• DATA LISTING:
+ + +
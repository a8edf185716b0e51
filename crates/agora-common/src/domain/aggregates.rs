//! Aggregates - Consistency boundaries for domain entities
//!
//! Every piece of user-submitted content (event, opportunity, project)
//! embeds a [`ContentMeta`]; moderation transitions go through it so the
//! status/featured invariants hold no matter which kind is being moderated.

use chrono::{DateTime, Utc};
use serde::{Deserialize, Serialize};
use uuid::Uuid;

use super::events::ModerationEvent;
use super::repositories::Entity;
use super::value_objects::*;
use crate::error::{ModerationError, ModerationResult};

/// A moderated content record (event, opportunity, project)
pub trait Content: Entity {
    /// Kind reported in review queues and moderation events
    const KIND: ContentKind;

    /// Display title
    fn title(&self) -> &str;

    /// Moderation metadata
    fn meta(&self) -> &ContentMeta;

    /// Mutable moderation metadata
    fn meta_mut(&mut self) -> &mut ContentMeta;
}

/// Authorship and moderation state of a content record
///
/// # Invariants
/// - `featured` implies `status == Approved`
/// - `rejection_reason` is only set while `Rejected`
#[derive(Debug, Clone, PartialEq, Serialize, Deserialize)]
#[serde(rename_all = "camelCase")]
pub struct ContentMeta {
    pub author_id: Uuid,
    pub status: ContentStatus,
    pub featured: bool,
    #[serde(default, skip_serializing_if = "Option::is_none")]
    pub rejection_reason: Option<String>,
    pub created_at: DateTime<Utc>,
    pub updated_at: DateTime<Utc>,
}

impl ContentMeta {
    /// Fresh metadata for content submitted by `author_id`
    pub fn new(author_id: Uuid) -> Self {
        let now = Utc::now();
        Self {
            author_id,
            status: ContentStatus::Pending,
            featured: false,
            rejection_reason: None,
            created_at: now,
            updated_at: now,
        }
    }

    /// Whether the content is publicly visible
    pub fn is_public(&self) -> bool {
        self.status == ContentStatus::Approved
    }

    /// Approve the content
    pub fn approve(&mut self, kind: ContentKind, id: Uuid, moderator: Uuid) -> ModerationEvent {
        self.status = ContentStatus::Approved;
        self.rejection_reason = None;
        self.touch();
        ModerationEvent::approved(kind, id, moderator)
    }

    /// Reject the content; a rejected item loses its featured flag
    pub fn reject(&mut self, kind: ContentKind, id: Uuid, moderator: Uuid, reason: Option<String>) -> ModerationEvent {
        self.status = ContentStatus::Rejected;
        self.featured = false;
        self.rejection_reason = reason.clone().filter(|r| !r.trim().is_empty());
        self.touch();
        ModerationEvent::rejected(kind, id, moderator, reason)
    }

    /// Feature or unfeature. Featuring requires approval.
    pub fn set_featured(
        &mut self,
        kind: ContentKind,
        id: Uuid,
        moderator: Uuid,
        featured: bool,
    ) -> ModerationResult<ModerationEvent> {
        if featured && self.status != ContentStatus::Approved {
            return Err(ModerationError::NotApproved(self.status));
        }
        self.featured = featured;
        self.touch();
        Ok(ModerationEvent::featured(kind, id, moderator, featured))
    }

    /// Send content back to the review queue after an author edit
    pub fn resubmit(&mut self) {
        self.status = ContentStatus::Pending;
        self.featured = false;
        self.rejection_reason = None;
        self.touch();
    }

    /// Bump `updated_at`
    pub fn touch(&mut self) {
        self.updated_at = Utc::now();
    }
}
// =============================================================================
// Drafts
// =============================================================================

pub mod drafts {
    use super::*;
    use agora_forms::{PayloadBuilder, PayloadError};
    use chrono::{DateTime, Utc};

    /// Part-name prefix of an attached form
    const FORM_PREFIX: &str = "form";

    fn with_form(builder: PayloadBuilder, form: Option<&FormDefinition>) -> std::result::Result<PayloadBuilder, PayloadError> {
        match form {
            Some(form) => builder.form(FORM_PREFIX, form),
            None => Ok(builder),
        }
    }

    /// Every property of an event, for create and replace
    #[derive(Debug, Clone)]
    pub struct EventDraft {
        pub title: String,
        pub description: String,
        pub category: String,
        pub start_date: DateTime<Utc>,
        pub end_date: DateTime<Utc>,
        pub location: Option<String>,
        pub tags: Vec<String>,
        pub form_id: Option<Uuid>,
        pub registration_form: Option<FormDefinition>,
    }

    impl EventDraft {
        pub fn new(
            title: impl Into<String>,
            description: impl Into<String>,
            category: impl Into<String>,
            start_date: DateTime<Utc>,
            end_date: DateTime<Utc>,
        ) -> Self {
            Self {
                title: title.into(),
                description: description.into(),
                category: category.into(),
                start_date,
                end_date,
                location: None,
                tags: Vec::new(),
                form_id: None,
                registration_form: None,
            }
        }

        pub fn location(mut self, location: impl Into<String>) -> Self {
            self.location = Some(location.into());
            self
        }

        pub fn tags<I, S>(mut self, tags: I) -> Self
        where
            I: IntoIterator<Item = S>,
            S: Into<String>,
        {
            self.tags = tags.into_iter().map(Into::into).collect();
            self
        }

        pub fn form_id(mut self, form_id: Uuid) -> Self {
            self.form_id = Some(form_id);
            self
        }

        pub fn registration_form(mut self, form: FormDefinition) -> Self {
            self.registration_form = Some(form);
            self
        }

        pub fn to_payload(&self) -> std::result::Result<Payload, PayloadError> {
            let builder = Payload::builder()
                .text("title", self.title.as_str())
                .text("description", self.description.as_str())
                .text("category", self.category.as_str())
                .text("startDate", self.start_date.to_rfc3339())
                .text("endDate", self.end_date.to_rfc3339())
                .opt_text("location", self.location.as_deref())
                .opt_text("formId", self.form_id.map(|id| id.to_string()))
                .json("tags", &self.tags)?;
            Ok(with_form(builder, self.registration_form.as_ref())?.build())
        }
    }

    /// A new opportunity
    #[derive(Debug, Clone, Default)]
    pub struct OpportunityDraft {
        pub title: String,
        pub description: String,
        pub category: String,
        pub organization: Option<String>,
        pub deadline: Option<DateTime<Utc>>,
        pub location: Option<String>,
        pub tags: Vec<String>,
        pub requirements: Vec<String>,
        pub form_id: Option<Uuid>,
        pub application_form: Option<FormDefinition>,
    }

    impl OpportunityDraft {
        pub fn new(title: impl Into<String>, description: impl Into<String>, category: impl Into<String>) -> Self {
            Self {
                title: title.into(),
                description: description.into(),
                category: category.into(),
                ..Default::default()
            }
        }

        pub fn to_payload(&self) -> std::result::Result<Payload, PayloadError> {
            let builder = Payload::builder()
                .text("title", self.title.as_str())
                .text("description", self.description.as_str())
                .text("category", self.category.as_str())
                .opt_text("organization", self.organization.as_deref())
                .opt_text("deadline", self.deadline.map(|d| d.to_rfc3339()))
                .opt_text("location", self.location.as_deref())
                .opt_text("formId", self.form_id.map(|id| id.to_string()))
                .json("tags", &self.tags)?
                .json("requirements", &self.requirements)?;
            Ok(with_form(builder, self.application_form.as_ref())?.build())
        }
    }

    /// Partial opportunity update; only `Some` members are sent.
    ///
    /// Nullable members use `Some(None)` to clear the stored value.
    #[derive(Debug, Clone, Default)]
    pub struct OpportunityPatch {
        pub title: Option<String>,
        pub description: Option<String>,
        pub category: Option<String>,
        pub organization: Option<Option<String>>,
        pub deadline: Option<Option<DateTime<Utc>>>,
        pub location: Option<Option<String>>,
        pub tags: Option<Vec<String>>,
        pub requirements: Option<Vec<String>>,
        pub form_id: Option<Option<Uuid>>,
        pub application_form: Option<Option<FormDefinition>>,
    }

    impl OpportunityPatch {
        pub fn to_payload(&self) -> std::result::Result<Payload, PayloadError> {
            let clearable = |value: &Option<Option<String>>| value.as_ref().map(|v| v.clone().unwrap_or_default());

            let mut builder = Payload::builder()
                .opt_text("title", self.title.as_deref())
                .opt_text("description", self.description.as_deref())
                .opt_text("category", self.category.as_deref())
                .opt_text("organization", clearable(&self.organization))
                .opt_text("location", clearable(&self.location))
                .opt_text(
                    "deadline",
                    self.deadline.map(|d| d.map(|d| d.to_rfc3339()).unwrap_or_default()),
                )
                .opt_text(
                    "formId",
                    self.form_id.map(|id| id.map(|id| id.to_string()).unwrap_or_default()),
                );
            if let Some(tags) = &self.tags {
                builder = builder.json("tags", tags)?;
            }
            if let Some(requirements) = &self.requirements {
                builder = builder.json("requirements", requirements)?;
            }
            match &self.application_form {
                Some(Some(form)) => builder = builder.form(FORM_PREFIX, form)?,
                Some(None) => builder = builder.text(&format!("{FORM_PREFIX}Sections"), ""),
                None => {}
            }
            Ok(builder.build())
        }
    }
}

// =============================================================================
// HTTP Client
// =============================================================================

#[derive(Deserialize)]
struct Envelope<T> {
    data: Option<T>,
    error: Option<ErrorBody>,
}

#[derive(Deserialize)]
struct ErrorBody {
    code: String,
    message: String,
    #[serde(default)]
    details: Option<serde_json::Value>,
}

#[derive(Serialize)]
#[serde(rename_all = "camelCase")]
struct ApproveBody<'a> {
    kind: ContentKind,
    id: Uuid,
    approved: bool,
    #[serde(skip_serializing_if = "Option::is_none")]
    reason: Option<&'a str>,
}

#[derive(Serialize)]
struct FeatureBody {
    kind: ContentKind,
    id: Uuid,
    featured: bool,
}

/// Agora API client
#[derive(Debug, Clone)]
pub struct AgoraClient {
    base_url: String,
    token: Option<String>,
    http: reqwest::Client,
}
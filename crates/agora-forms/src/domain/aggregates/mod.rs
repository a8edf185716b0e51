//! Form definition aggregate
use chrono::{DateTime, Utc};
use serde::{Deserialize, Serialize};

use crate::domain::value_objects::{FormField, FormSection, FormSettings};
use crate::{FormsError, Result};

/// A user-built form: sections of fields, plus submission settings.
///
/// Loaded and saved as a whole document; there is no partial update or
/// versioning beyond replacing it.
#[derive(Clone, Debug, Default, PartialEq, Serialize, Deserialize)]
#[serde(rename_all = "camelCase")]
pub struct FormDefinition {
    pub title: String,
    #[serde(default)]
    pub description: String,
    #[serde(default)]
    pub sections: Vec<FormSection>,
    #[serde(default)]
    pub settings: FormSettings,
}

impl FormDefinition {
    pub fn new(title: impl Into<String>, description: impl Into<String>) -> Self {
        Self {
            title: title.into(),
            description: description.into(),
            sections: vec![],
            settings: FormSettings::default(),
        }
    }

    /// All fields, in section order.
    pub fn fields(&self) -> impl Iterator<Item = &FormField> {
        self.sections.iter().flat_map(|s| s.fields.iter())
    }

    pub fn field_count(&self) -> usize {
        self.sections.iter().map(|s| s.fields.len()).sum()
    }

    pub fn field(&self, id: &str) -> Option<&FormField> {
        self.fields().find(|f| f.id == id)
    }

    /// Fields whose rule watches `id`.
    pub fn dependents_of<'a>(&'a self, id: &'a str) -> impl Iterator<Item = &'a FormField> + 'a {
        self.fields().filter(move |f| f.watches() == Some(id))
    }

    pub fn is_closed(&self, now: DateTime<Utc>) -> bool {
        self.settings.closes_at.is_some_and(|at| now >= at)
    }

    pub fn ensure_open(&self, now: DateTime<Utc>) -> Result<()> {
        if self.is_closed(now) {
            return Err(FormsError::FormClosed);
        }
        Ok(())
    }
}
+ + +
• EXERCISE:
Each line above that includes "ContentKind" should be shown.

• RESULT BELOW:
    const KIND: ContentKind;
    pub fn approve(&mut self, kind: ContentKind, id: Uuid, moderator: Uuid) -> ModerationEvent {
    pub fn reject(&mut self, kind: ContentKind, id: Uuid, moderator: Uuid, reason: Option<String>) -> ModerationEvent {
        kind: ContentKind,
    kind: ContentKind,
    kind: ContentKind,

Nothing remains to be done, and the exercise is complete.